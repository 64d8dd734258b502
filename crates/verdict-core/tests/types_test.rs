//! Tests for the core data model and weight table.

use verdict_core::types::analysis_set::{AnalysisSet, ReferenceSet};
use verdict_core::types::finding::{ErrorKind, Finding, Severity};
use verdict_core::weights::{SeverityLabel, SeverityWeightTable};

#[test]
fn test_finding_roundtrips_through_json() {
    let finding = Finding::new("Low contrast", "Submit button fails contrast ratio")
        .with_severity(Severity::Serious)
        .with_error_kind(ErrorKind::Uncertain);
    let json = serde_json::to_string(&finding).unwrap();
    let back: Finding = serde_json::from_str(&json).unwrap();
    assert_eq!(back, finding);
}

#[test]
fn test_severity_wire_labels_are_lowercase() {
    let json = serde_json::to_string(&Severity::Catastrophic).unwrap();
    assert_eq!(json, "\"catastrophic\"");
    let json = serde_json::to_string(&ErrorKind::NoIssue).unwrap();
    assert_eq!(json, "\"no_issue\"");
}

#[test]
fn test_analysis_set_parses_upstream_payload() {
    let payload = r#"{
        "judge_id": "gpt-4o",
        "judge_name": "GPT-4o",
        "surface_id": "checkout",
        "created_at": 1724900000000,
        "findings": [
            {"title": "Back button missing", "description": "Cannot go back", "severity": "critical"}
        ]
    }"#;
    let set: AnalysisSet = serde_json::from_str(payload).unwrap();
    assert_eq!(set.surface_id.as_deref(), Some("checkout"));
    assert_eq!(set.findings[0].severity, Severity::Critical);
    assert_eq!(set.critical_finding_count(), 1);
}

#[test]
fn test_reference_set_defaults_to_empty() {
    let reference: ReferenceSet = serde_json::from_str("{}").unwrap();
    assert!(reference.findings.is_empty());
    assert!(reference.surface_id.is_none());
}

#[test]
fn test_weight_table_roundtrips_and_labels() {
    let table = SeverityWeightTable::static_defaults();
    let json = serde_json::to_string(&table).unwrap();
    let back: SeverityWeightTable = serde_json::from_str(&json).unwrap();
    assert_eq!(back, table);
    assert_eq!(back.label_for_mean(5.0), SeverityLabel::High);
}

== == ==

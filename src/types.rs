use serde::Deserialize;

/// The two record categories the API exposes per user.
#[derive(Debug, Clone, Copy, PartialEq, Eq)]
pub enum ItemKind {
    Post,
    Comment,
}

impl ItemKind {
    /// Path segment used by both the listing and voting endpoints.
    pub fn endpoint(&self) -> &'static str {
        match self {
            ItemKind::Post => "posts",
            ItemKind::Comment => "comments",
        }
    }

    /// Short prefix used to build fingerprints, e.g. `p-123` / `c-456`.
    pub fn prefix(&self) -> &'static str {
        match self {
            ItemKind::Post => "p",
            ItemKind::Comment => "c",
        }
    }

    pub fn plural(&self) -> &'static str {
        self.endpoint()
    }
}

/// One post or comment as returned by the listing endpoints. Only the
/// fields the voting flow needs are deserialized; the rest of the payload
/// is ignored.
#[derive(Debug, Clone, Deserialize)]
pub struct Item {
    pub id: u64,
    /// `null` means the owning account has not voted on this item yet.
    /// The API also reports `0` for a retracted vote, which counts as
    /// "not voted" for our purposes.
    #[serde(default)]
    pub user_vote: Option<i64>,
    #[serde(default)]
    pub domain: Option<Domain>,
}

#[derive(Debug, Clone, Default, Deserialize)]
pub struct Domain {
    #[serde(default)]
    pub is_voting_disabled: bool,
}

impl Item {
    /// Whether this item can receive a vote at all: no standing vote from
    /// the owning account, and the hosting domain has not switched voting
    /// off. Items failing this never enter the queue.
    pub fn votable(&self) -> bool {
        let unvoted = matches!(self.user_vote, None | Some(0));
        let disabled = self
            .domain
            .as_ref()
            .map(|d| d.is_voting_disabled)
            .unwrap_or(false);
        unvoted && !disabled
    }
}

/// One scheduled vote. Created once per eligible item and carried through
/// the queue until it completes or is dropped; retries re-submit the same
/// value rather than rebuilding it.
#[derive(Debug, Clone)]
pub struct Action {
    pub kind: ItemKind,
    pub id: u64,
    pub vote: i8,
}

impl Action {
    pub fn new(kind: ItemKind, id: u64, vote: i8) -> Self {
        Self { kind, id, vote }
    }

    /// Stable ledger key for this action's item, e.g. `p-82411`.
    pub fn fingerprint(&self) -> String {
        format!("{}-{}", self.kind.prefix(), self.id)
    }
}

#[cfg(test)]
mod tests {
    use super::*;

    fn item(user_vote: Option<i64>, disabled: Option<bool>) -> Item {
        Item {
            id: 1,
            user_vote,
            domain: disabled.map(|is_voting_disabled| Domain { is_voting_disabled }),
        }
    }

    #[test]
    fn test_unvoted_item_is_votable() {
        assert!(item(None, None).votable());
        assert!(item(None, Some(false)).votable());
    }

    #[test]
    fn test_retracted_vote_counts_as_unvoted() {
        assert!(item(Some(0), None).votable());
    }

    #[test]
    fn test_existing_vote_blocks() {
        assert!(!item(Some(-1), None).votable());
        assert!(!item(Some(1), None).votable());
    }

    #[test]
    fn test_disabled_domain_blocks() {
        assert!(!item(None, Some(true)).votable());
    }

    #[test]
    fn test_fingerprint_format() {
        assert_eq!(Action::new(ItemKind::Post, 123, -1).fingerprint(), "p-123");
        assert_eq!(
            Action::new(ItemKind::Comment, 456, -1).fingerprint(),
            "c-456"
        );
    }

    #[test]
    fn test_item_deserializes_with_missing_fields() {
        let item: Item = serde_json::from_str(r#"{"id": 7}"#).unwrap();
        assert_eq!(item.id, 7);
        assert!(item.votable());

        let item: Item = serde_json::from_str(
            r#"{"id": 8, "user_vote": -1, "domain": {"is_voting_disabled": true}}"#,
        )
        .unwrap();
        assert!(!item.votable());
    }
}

== == ==

## EXERCISE PROMPT
Search the material above for the string "findings", and copy every line in which it turns up.

## TASK ANSWER
        "findings": [
    assert_eq!(set.findings[0].severity, Severity::Critical);
    assert!(reference.findings.is_empty());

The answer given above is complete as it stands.